[[ INPUT DATA open ]]

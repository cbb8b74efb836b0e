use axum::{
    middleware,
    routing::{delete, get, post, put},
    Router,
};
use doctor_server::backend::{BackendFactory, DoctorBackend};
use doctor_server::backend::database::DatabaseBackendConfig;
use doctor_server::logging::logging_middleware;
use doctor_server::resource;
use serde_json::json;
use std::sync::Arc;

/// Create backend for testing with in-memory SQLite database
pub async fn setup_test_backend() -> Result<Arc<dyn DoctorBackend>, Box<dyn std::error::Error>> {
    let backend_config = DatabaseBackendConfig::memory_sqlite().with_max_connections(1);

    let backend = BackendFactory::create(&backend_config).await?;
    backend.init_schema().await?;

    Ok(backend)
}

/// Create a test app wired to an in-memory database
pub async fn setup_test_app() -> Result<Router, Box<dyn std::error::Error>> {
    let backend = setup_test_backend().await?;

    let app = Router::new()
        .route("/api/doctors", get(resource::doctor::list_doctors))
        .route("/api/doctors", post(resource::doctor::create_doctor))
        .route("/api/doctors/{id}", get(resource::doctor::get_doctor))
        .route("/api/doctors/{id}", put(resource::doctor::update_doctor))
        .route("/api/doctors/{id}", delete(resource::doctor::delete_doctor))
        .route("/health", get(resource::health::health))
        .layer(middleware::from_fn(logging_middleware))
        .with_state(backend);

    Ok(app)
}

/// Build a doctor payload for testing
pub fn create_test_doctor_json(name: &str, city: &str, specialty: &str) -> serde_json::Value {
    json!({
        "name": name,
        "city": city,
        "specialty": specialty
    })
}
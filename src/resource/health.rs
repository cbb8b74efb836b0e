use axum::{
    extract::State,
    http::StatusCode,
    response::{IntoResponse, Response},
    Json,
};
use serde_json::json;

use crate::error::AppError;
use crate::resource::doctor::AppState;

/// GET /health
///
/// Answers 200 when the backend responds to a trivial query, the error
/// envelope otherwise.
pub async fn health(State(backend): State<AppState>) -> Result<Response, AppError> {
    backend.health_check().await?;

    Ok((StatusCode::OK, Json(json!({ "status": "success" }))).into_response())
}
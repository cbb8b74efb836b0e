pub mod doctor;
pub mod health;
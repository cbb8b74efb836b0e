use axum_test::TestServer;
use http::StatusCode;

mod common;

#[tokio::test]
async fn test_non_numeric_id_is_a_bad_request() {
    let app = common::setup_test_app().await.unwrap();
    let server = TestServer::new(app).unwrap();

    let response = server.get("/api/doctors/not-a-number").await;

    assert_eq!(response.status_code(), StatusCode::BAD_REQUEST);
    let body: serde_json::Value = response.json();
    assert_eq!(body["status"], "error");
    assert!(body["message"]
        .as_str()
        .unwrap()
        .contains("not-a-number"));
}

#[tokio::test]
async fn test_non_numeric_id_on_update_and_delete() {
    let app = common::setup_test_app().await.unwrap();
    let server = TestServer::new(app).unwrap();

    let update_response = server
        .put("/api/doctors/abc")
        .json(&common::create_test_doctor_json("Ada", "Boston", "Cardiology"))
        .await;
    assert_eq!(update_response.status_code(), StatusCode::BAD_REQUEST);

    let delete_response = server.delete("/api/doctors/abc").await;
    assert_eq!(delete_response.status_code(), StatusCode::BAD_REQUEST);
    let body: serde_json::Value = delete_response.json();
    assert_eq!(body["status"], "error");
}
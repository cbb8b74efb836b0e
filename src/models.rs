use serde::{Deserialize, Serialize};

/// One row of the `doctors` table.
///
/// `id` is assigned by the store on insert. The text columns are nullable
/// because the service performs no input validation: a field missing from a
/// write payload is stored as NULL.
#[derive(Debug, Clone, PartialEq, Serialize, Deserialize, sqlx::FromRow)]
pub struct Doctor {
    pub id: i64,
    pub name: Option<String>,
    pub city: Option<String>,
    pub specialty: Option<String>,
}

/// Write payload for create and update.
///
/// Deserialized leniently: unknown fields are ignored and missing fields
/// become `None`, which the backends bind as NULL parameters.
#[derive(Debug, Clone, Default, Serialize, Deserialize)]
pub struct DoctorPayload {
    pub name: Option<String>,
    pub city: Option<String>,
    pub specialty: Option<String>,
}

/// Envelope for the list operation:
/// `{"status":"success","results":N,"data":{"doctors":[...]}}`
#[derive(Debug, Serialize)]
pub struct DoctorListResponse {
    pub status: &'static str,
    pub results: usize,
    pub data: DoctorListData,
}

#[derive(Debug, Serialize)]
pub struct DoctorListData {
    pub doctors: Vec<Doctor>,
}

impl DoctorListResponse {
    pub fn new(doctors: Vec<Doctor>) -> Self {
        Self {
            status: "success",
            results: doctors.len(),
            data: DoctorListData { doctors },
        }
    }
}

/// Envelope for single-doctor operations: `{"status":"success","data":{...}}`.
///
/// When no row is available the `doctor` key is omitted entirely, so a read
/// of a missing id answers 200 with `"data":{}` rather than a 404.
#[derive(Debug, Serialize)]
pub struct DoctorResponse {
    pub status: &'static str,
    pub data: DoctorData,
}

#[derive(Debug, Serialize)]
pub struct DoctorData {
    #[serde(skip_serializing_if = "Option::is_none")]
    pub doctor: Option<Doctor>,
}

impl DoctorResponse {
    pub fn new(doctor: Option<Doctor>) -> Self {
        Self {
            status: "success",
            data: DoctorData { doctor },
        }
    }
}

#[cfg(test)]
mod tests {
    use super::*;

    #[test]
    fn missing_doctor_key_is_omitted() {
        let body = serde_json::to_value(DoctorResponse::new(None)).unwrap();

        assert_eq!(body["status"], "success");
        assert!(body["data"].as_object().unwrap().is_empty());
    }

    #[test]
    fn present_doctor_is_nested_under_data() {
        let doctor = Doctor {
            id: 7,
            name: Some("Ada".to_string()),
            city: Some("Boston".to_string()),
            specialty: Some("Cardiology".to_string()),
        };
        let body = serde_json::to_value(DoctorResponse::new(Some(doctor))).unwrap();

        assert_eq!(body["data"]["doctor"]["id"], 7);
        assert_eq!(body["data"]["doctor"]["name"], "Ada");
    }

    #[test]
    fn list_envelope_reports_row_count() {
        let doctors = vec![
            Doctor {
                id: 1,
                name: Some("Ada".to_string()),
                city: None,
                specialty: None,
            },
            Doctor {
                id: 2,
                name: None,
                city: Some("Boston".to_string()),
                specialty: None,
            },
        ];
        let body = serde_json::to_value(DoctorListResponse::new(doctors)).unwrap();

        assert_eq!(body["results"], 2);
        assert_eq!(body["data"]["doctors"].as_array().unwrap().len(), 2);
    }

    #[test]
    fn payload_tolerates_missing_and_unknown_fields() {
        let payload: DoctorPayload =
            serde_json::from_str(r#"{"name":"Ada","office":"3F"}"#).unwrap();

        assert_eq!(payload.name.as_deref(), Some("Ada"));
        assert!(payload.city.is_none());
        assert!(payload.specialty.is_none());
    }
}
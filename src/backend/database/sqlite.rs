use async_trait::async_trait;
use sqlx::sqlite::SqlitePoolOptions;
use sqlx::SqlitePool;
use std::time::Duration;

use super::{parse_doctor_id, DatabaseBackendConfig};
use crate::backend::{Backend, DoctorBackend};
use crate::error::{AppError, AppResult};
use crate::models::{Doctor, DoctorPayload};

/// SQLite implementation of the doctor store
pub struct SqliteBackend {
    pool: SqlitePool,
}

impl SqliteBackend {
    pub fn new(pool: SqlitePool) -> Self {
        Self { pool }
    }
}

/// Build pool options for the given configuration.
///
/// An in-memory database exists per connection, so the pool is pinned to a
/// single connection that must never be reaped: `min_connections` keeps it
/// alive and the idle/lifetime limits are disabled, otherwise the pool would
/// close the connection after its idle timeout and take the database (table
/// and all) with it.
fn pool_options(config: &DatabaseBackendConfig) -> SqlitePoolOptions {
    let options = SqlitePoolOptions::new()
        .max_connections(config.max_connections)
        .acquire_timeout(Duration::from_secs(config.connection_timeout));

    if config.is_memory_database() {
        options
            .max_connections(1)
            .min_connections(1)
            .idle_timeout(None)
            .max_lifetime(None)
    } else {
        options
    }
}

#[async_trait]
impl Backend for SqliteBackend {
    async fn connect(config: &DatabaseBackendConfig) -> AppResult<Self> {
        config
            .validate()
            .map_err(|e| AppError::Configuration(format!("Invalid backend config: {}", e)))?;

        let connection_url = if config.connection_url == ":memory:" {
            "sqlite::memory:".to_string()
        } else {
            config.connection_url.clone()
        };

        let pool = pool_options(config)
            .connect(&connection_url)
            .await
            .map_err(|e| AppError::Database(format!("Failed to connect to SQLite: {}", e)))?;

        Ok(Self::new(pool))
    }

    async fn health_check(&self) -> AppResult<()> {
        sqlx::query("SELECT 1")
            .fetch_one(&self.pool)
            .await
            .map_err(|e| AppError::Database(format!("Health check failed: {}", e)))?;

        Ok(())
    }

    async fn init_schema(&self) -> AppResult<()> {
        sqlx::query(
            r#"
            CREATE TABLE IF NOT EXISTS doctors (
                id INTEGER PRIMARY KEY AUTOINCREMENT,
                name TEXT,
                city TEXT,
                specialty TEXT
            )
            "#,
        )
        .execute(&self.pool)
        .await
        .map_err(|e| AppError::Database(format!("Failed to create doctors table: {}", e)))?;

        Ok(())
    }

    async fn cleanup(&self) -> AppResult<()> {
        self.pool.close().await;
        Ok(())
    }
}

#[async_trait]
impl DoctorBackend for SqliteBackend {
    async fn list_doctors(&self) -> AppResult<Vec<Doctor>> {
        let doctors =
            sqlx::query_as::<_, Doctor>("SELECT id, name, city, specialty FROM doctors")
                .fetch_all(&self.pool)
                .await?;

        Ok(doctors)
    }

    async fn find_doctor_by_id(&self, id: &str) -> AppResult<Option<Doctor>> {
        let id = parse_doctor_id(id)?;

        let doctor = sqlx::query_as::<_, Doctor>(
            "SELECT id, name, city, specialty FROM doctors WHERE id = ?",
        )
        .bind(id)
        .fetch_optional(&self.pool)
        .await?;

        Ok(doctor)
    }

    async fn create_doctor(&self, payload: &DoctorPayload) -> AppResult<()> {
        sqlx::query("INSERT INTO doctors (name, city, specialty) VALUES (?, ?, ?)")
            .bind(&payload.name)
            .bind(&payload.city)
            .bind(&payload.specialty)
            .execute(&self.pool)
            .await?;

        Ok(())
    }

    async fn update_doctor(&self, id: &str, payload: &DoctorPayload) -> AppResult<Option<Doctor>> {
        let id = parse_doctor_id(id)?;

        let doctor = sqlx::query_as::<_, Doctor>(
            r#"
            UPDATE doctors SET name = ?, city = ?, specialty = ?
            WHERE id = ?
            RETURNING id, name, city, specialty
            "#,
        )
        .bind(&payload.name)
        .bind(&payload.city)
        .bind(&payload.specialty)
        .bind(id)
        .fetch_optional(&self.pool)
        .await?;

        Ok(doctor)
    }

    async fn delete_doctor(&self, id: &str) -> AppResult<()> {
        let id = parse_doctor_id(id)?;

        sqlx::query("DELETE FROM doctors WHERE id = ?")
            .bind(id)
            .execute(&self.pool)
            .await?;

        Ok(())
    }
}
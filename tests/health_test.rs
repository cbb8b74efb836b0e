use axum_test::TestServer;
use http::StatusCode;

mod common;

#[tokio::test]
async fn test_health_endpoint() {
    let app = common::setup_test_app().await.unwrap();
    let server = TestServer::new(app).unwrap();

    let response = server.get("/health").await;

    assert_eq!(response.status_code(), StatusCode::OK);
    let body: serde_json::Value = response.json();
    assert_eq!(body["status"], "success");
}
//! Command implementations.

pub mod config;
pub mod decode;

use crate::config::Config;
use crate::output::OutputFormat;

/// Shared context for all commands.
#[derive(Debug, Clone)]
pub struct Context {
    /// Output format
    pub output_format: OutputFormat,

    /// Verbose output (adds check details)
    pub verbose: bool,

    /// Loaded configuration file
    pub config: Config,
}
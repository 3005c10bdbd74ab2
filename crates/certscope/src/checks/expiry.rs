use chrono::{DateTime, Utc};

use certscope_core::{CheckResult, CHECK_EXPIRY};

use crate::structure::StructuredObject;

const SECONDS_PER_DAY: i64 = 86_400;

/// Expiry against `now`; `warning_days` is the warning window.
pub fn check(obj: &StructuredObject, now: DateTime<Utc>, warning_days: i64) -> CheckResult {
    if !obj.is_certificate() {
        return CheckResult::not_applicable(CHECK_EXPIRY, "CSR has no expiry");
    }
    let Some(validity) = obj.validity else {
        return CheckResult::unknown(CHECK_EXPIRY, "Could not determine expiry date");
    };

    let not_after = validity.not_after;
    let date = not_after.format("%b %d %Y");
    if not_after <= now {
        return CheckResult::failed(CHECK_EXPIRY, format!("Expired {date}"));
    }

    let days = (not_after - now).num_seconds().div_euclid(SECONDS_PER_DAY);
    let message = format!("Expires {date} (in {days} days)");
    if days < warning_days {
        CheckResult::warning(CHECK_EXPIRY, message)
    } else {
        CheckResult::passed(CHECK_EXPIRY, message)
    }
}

[[ INPUT DATA closed ]]

Looking at the data above, return every line from the one with "pub mod config;" down to the one with "repository 3005c10bdbd74ab2", exactly and inclusively.

pub mod config;
pub mod decode;

use crate::config::Config;
use crate::output::OutputFormat;

/// Shared context for all commands.
#[derive(Debug, Clone)]
pub struct Context {
    /// Output format
    pub output_format: OutputFormat,

    /// Verbose output (adds check details)
    pub verbose: bool,

    /// Loaded configuration file
    pub config: Config,
}
repository 3005c10bdbd74ab2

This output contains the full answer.